The friend who saved and slapped his best friend, asked him, "Why, after I hurt you, you wrote in the sand, and now you write on a stone?"

The other friend, smiling, replied: "When a friend hurts us, we should write it down in the sand, where the winds of forgiveness get in charge of erasing it away, and when something great happens, we should engrave it in the stone of the memory of the heart, where no wind can erase it" 

Monday, August 21, 2017

battle


I used to introduce my younger son by calling him "my baby" which is a little ridiculous if you look at the two of us. The boy I used to pick up is now the man who picks me up. And that's pretty embarrassing. He would greet me at an airport or some public place, still does, put his arms around me and lift me in the air. When I stand next to this moose in our family, I ask myself, "How did this child of mine ever get so much bigger than I am?"

A while back, a disturbing thought occurred to me, maybe this isn't just about my son growing. Could it be I'm shrinking? I'm sure I used to measure like 5'8", but the doctor says I'm 5'7" now. Hello! Who took the inch? Don't you dare tell me it went to my waist either!

Actually, I understand as you keep having birthdays that your tissues and vertebrae begin to sort of scrunch together and you start to shrink. That's a pretty depressing thought when you don't have that much to start with in the first place! But shrinking as you get older may not be all bad.

In a sense, I actually hope I'm shrinking as I get older in the way John the Baptist described when he was talking about his relationship with Jesus. It's in our word for today from the Word of God, John 3:30 - "He must become greater; I must become less." John's goal was to shrink. I think I understand that better now than I used to. John wanted his life and his work to involve an increasingly smaller percentage of him and a progressively larger percentage of Jesus. In the strange economics of discipleship, the less there is of you in what you do, the greater you become.

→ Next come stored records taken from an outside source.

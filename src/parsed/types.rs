use indexmap::IndexMap;
use serde::Deserialize;
use serde_json::Value;
use std::fmt;

/// Literal value produced by the grammar for constants and validation arguments.
///
/// The grammar hands numbers over as numbers and regexes as strings; downstream
/// everything is carried as text.
#[derive(Debug, Clone, PartialEq, Deserialize)]
#[serde(untagged)]
pub enum ScalarValue {
    Text(String),
    Number(serde_json::Number),
    Flag(bool),
}

impl fmt::Display for ScalarValue {
    fn fmt(&self, f: &mut fmt::Formatter<'_>) -> fmt::Result {
        match self {
            ScalarValue::Text(s) => write!(f, "{}", s),
            ScalarValue::Number(n) => write!(f, "{}", n),
            ScalarValue::Flag(b) => write!(f, "{}", b),
        }
    }
}

/// The whole parsed document as handed over by the grammar layer.
///
/// Collections are `Option` on purpose: an absent collection is a caller error
/// that the converters report, an empty one is fine.
#[derive(Debug, Clone, Default, Deserialize)]
#[serde(rename_all = "camelCase")]
pub struct ParsedJdl {
    #[serde(default)]
    pub entities: Option<Vec<ParsedEntity>>,
    #[serde(default)]
    pub enums: Option<Vec<ParsedEnum>>,
    #[serde(default)]
    pub relationships: Option<Vec<ParsedRelationship>>,
    #[serde(default)]
    pub options: Option<ParsedOptions>,
    #[serde(default)]
    pub use_options: Option<Vec<ParsedUseOption>>,
    #[serde(default)]
    pub applications: Option<Vec<ParsedApplication>>,
    #[serde(default)]
    pub deployments: Option<Vec<ParsedDeployment>>,
    #[serde(default)]
    pub constants: IndexMap<String, ScalarValue>,
}

impl ParsedJdl {
    /// An empty document with every collection present.
    #[must_use]
    pub fn empty() -> Self {
        ParsedJdl {
            entities: Some(Vec::new()),
            enums: Some(Vec::new()),
            relationships: Some(Vec::new()),
            options: Some(ParsedOptions::default()),
            use_options: Some(Vec::new()),
            applications: Some(Vec::new()),
            deployments: Some(Vec::new()),
            constants: IndexMap::new(),
        }
    }

    /// Names of all declared entities, in declaration order.
    #[must_use]
    pub fn entity_names(&self) -> Vec<String> {
        self.entities
            .as_deref()
            .unwrap_or_default()
            .iter()
            .map(|e| e.name.clone())
            .collect()
    }
}

/// `@name` or `@name(value)` marker on an entity, a field or a relationship side.
#[derive(Debug, Clone, PartialEq, Eq, Deserialize)]
#[serde(rename_all = "camelCase")]
pub struct ParsedAnnotation {
    pub option_name: String,
    #[serde(default)]
    pub option_value: Option<String>,
}

impl ParsedAnnotation {
    #[must_use]
    pub fn flag(name: impl Into<String>) -> Self {
        ParsedAnnotation {
            option_name: name.into(),
            option_value: None,
        }
    }

    #[must_use]
    pub fn valued(name: impl Into<String>, value: impl Into<String>) -> Self {
        ParsedAnnotation {
            option_name: name.into(),
            option_value: Some(value.into()),
        }
    }
}

#[derive(Debug, Clone, Deserialize)]
#[serde(rename_all = "camelCase")]
pub struct ParsedEntity {
    pub name: String,
    #[serde(default)]
    pub table_name: Option<String>,
    #[serde(default)]
    pub body: Vec<ParsedField>,
    #[serde(default)]
    pub javadoc: Option<String>,
    #[serde(default)]
    pub annotations: Vec<ParsedAnnotation>,
}

#[derive(Debug, Clone, Deserialize)]
#[serde(rename_all = "camelCase")]
pub struct ParsedField {
    pub name: String,
    #[serde(rename = "type")]
    pub field_type: String,
    /// `None` means the grammar dropped the list entirely, which is rejected.
    #[serde(default)]
    pub validations: Option<Vec<ParsedValidation>>,
    #[serde(default)]
    pub javadoc: Option<String>,
    #[serde(default)]
    pub annotations: Vec<ParsedAnnotation>,
}

#[derive(Debug, Clone, Deserialize)]
#[serde(rename_all = "camelCase")]
pub struct ParsedValidation {
    pub key: String,
    #[serde(default)]
    pub value: Option<ScalarValue>,
    /// The value names a constant instead of carrying a literal.
    #[serde(default)]
    pub constant: bool,
}

#[derive(Debug, Clone, Deserialize)]
#[serde(rename_all = "camelCase")]
pub struct ParsedEnum {
    pub name: String,
    #[serde(default)]
    pub values: Vec<ParsedEnumValue>,
    #[serde(default)]
    pub javadoc: Option<String>,
}

#[derive(Debug, Clone, Deserialize)]
#[serde(rename_all = "camelCase")]
pub struct ParsedEnumValue {
    pub key: String,
    #[serde(default)]
    pub value: Option<String>,
    #[serde(default)]
    pub comment: Option<String>,
}

#[derive(Debug, Clone, Deserialize)]
#[serde(rename_all = "camelCase")]
pub struct ParsedRelationship {
    pub cardinality: String,
    pub from: ParsedRelationshipSide,
    pub to: ParsedRelationshipSide,
    #[serde(default)]
    pub options: ParsedRelationshipOptions,
}

#[derive(Debug, Clone, Deserialize)]
#[serde(rename_all = "camelCase")]
pub struct ParsedRelationshipSide {
    pub name: String,
    #[serde(default)]
    pub injected_field: Option<String>,
    #[serde(default)]
    pub required: bool,
    #[serde(default)]
    pub javadoc: Option<String>,
}

#[derive(Debug, Clone, Default, Deserialize)]
#[serde(rename_all = "camelCase")]
pub struct ParsedRelationshipOptions {
    #[serde(default)]
    pub global: Vec<ParsedAnnotation>,
    #[serde(default)]
    pub source: Vec<ParsedAnnotation>,
    #[serde(default)]
    pub destination: Vec<ParsedAnnotation>,
}

/// Entity list plus exclusions attached to an option clause.
#[derive(Debug, Clone, Default, PartialEq, Eq, Deserialize)]
#[serde(rename_all = "camelCase")]
pub struct ParsedOptionScope {
    pub list: Vec<String>,
    #[serde(default)]
    pub excluded: Vec<String>,
}

/// One entry of the parsed options object.
///
/// Unary options map straight to a scope (`skipClient: {list, excluded}`); binary
/// options map each declared value to its own scope (`dto: {mapstruct: {list, ..}}`).
#[derive(Debug, Clone, PartialEq, Eq, Deserialize)]
#[serde(untagged)]
pub enum ParsedOptionEntry {
    Unary(ParsedOptionScope),
    Binary(IndexMap<String, ParsedOptionScope>),
}

/// Clause-style options keyed by option name, in declaration order.
#[derive(Debug, Clone, Default, PartialEq, Eq, Deserialize)]
#[serde(transparent)]
pub struct ParsedOptions(pub IndexMap<String, ParsedOptionEntry>);

impl ParsedOptions {
    #[must_use]
    pub fn get(&self, name: &str) -> Option<&ParsedOptionEntry> {
        self.0.get(name)
    }

    #[must_use]
    pub fn contains(&self, name: &str) -> bool {
        self.0.contains_key(name)
    }

    pub fn names(&self) -> impl Iterator<Item = &str> {
        self.0.keys().map(String::as_str)
    }

    pub fn insert_unary(&mut self, name: impl Into<String>, scope: ParsedOptionScope) {
        self.0.insert(name.into(), ParsedOptionEntry::Unary(scope));
    }

    pub fn insert_binary(
        &mut self,
        name: impl Into<String>,
        value: impl Into<String>,
        scope: ParsedOptionScope,
    ) {
        let entry = self
            .0
            .entry(name.into())
            .or_insert_with(|| ParsedOptionEntry::Binary(IndexMap::new()));
        if let ParsedOptionEntry::Binary(values) = entry {
            values.insert(value.into(), scope);
        }
    }
}

/// `use <values> for <list> except <excluded>`
#[derive(Debug, Clone, Default, Deserialize)]
#[serde(rename_all = "camelCase")]
pub struct ParsedUseOption {
    pub option_values: Vec<String>,
    pub list: Vec<String>,
    #[serde(default)]
    pub excluded: Vec<String>,
}

#[derive(Debug, Clone, Default, Deserialize)]
#[serde(rename_all = "camelCase")]
pub struct ParsedApplicationEntities {
    #[serde(default)]
    pub entity_list: Vec<String>,
    #[serde(default)]
    pub excluded: Vec<String>,
}

#[derive(Debug, Clone, Default, Deserialize)]
#[serde(rename_all = "camelCase")]
pub struct ParsedApplication {
    /// Raw `config { .. }` block, key → literal.
    #[serde(default)]
    pub config: IndexMap<String, Value>,
    #[serde(default)]
    pub entities: ParsedApplicationEntities,
    #[serde(default)]
    pub options: ParsedOptions,
    #[serde(default)]
    pub use_options: Vec<ParsedUseOption>,
}

/// Raw `deployment { .. }` block, key → literal.
pub type ParsedDeployment = IndexMap<String, Value>;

This is especially difficult for those of us who want to be "make it happen" people. There are two lifelong battlefields where we wrestle with the Lord over the "me first" thing. One is the area of control. We don't mind giving the Lord time, or money, or service. We give Him loyalty, we give Him hard work. We'll give Him anything but control. I want to maintain control of the areas that really matter to me. It might be my career, or my family, my children, my money. I want to control my ministry, or my image, my talent, my plans.

For most of us, there is a major control issue that lets the control of Jesus Christ go only this far and no farther. And there can never be less of me and more of Jesus until that issue is settled with my white flag. And maybe you've been through just enough pain, just enough humbling that you're finally ready to surrender what you have held tightly for so long and that you have tried so hard to control.

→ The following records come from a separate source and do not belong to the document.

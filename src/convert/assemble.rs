//! # Assembler
//!
//! Lowers a whole [`ParsedJdl`] into a [`JdlObject`] in one forward pass:
//!
//! 1. applications (plus the entity → applications index)
//! 2. deployments
//! 3. enums
//! 4. entities and their fields
//! 5. relationships
//! 6. options: synthesized microservice options, then declared ones, then the ones
//!    implied by entity annotations
//!
//! All state lives in an `Assembly` built per call, so concurrent conversions of
//! independent documents never share anything. Sub-converter errors are returned
//! unchanged and no partial object escapes.

use super::application::convert_applications;
use super::deployment::convert_deployments;
use super::entity::convert_entities;
use super::enums::convert_enums;
use super::field::convert_fields;
use super::option::{
    convert_annotations_to_option_map, convert_entity_annotations_to_options, convert_options,
};
use super::relationship::{convert_relationships, RelationshipConversionOptions};
use crate::config::ConversionConfig;
use crate::error::{ConversionError, ConversionResult};
use crate::model::{BinaryOptionKind, JdlObject, JdlOption};
use crate::parsed::{ParsedEntity, ParsedJdl};
use tracing::{debug, info, warn};

/// Convert a parsed JDL document into its domain object graph.
///
/// # Arguments
///
/// * `parsed` - the tree produced by the grammar layer
/// * `config` - caller configuration (application type and name, database type, ...)
///
/// # Errors
///
/// The first error any converter raises, untouched. See [`ConversionError`].
///
/// # Example
///
/// ```rust
/// use jdl_converter::config::ConversionConfig;
/// use jdl_converter::convert::convert_parsed_jdl;
/// use jdl_converter::parsed::ParsedJdl;
///
/// let jdl_object = convert_parsed_jdl(&ParsedJdl::empty(), &ConversionConfig::default())?;
/// assert_eq!(jdl_object.entity_quantity(), 0);
/// # Ok::<(), jdl_converter::error::ConversionError>(())
/// ```
pub fn convert_parsed_jdl(parsed: &ParsedJdl, config: &ConversionConfig) -> ConversionResult<JdlObject> {
    let mut assembly = Assembly::new(parsed, config);
    assembly.fill_applications()?;
    assembly.fill_deployments()?;
    assembly.fill_enums()?;
    assembly.fill_entities()?;
    assembly.fill_relationships()?;
    assembly.fill_options()?;
    Ok(assembly.finish())
}

/// Call-scoped conversion state.
struct Assembly<'a> {
    parsed: &'a ParsedJdl,
    config: &'a ConversionConfig,
    jdl_object: JdlObject,
    entity_names: Vec<String>,
}

impl<'a> Assembly<'a> {
    fn new(parsed: &'a ParsedJdl, config: &'a ConversionConfig) -> Self {
        Assembly {
            parsed,
            config,
            jdl_object: JdlObject::new(),
            entity_names: parsed.entity_names(),
        }
    }

    fn fill_applications(&mut self) -> ConversionResult<()> {
        let applications = convert_applications(
            self.parsed.applications.as_deref(),
            self.config,
            &self.entity_names,
        )?;
        for application in applications {
            self.jdl_object.add_application(application);
        }
        debug!(count = self.jdl_object.application_quantity(), "filled applications");
        Ok(())
    }

    fn fill_deployments(&mut self) -> ConversionResult<()> {
        for deployment in convert_deployments(self.parsed.deployments.as_deref())? {
            self.jdl_object.add_deployment(deployment);
        }
        debug!(count = self.jdl_object.deployment_quantity(), "filled deployments");
        Ok(())
    }

    fn fill_enums(&mut self) -> ConversionResult<()> {
        for jdl_enum in convert_enums(self.parsed.enums.as_deref())? {
            self.jdl_object.add_enum(jdl_enum);
        }
        debug!(count = self.jdl_object.enum_quantity(), "filled enums");
        Ok(())
    }

    fn fill_entities(&mut self) -> ConversionResult<()> {
        let parsed = self.parsed;
        let id_fields = self.config.id_fields;
        let get_fields = |entity: &ParsedEntity| {
            let fields: Vec<_> = id_fields.filter(entity).into_iter().cloned().collect();
            if fields.len() < entity.body.len() {
                debug!(entity = %entity.name, "dropping declared id field");
            }
            convert_fields(&fields, |name: &str| {
                parsed.constants.get(name).map(ToString::to_string)
            })
        };
        for entity in convert_entities(parsed.entities.as_deref(), get_fields)? {
            self.jdl_object.add_entity(entity);
        }
        debug!(count = self.jdl_object.entity_quantity(), "filled entities");
        Ok(())
    }

    fn fill_relationships(&mut self) -> ConversionResult<()> {
        let options = RelationshipConversionOptions {
            unidirectional_relationships: self.config.uses_unidirectional_relationships(),
        };
        let relationships = convert_relationships(
            self.parsed.relationships.as_deref(),
            convert_annotations_to_option_map,
            options,
        )?;
        for relationship in relationships {
            self.jdl_object.add_relationship(relationship);
        }
        debug!(count = self.jdl_object.relationship_quantity(), "filled relationships");
        Ok(())
    }

    fn fill_options(&mut self) -> ConversionResult<()> {
        let parsed = self.parsed;
        let config = self.config;
        let declared = parsed
            .options
            .as_ref()
            .ok_or_else(|| ConversionError::missing("Options"))?;

        if config.is_microservice() {
            match config.application_name.as_deref() {
                Some(application_name) => {
                    if !declared.contains(BinaryOptionKind::Microservice.as_str()) {
                        self.add_global_option(BinaryOptionKind::Microservice, application_name);
                    }
                    self.add_global_option(BinaryOptionKind::ClientRootFolder, application_name);
                }
                None => warn!("microservice conversion without an application name, no implicit options added"),
            }
        }

        for option in convert_options(Some(declared), parsed.use_options.as_deref())? {
            self.jdl_object.add_option(option);
        }

        let annotated: Vec<JdlOption> = self
            .jdl_object
            .entities
            .values()
            .flat_map(|entity| convert_entity_annotations_to_options(&entity.name, &entity.annotations))
            .collect();
        for option in annotated {
            self.jdl_object.add_option(option);
        }
        debug!(count = self.jdl_object.option_quantity(), "filled options");
        Ok(())
    }

    /// A binary option covering every entity of the document.
    fn add_global_option(&mut self, kind: BinaryOptionKind, value: &str) {
        let no_exclusions: [&str; 0] = [];
        self.jdl_object.add_option(JdlOption::binary(
            kind,
            value,
            &self.entity_names,
            no_exclusions,
        ));
    }

    fn finish(self) -> JdlObject {
        info!(
            entities = self.jdl_object.entity_quantity(),
            relationships = self.jdl_object.relationship_quantity(),
            options = self.jdl_object.option_quantity(),
            applications = self.jdl_object.application_quantity(),
            "JDL object assembled"
        );
        self.jdl_object
    }
}
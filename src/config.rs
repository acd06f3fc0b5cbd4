//! # Conversion Configuration
//!
//! Settings the caller supplies alongside the parsed tree. They steer the implicit
//! options the assembler synthesizes and a couple of converter switches.
//!
//! ## Sources
//!
//! Settings are layered, later sources winning:
//!
//! 1. Defaults ([`ConversionConfig::default`])
//! 2. A TOML file ([`ConversionConfig::from_toml_file`])
//! 3. Environment variables ([`ConversionConfig::apply_env_overrides`])
//! 4. CLI flags (see [`crate::cli`])
//!
//! ## Environment Variables
//!
//! | Variable | Key | Example |
//! |----------|-----|---------|
//! | `JDL_APPLICATION_TYPE` | `applicationType` | `microservice` |
//! | `JDL_APPLICATION_NAME` | `applicationName` | `store` |
//! | `JDL_DATABASE_TYPE` | `databaseType` | `neo4j` |
//! | `JDL_GENERATOR_VERSION` | `generatorVersion` | `7.9.3` |
//! | `JDL_ID_FIELDS` | `idFields` | `drop` or `keep` |
//!
//! ## Example File
//!
//! ```toml
//! applicationType = "microservice"
//! applicationName = "store"
//! databaseType = "sql"
//! idFields = "drop"
//! ```

use crate::convert::IdFieldPolicy;
use crate::model::ApplicationType;
use anyhow::{anyhow, Context};
use serde::{Deserialize, Serialize};
use std::env;
use std::path::Path;

/// Database type whose generators can't handle bidirectional defaults.
pub const GRAPH_DATABASE_TYPE: &str = "neo4j";

#[derive(Debug, Clone, Default, PartialEq, Eq, Serialize, Deserialize)]
#[serde(rename_all = "camelCase", default)]
pub struct ConversionConfig {
    /// Type of the application the document is converted for.
    pub application_type: Option<ApplicationType>,
    /// Base name of that application; values the synthesized microservice options.
    pub application_name: Option<String>,
    pub database_type: Option<String>,
    /// Copied into every application's `jhipsterVersion`.
    pub generator_version: Option<String>,
    /// What to do with fields literally named `id`.
    pub id_fields: IdFieldPolicy,
}

impl ConversionConfig {
    pub fn from_toml_str(content: &str) -> anyhow::Result<Self> {
        toml::from_str(content).context("Failed to parse conversion config")
    }

    /// Load a TOML config file.
    pub fn from_toml_file(config_path: &Path) -> anyhow::Result<Self> {
        let contents = std::fs::read_to_string(config_path).with_context(|| {
            format!("Failed to read conversion config: {}", config_path.display())
        })?;
        toml::from_str(&contents).with_context(|| {
            format!("Failed to parse conversion config: {}", config_path.display())
        })
    }

    /// Layer `JDL_*` environment variables on top.
    pub fn apply_env_overrides(self) -> anyhow::Result<Self> {
        self.apply_overrides_from(|key| env::var(key).ok())
    }

    /// Layer overrides read through `lookup` (an environment, a map in tests).
    pub fn apply_overrides_from<F>(mut self, lookup: F) -> anyhow::Result<Self>
    where
        F: Fn(&str) -> Option<String>,
    {
        if let Some(value) = lookup("JDL_APPLICATION_TYPE") {
            let application_type = value
                .parse::<ApplicationType>()
                .map_err(|v| anyhow!("JDL_APPLICATION_TYPE: unknown application type '{}'", v))?;
            self.application_type = Some(application_type);
        }
        if let Some(value) = lookup("JDL_APPLICATION_NAME") {
            self.application_name = Some(value);
        }
        if let Some(value) = lookup("JDL_DATABASE_TYPE") {
            self.database_type = Some(value);
        }
        if let Some(value) = lookup("JDL_GENERATOR_VERSION") {
            self.generator_version = Some(value);
        }
        if let Some(value) = lookup("JDL_ID_FIELDS") {
            self.id_fields = value
                .parse::<IdFieldPolicy>()
                .map_err(|v| anyhow!("JDL_ID_FIELDS: expected 'drop' or 'keep', got '{}'", v))?;
        }
        Ok(self)
    }

    #[must_use]
    pub fn is_microservice(&self) -> bool {
        self.application_type == Some(ApplicationType::Microservice)
    }

    /// Graph stores forbid bidirectional defaults, so only one-to-many relationships
    /// get a default back-reference.
    #[must_use]
    pub fn uses_unidirectional_relationships(&self) -> bool {
        self.database_type.as_deref() == Some(GRAPH_DATABASE_TYPE)
    }
}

The other battlefield where our ego wrestles against the takeover of Jesus is the issue of credit. We really want the credit for what we do. We want to be noticed, appreciated, promoted, and admired. Recognition is important to us. But God has said, "I am the Lord; that is My name; I will not give My glory to another." We can't know the power of having Jesus really in charge until we are ready to say, "I don't care if my name's on it or not. I don't care who knows. I am here to get people to think about You, Jesus, not me."

If you can surrender the control, if you can surrender the credit, you are ready for the incredible shrinking you. Our lives become more incredible than we could have ever imagined as our ego and our interests and our self-reliance begin to recede, and our lives become more about Jesus than they ever have before.

Frankly, I'm looking forward to the years ahead, and to shrinking more and more, so my life can be bigger than ever as I make more and more room for my Jesus.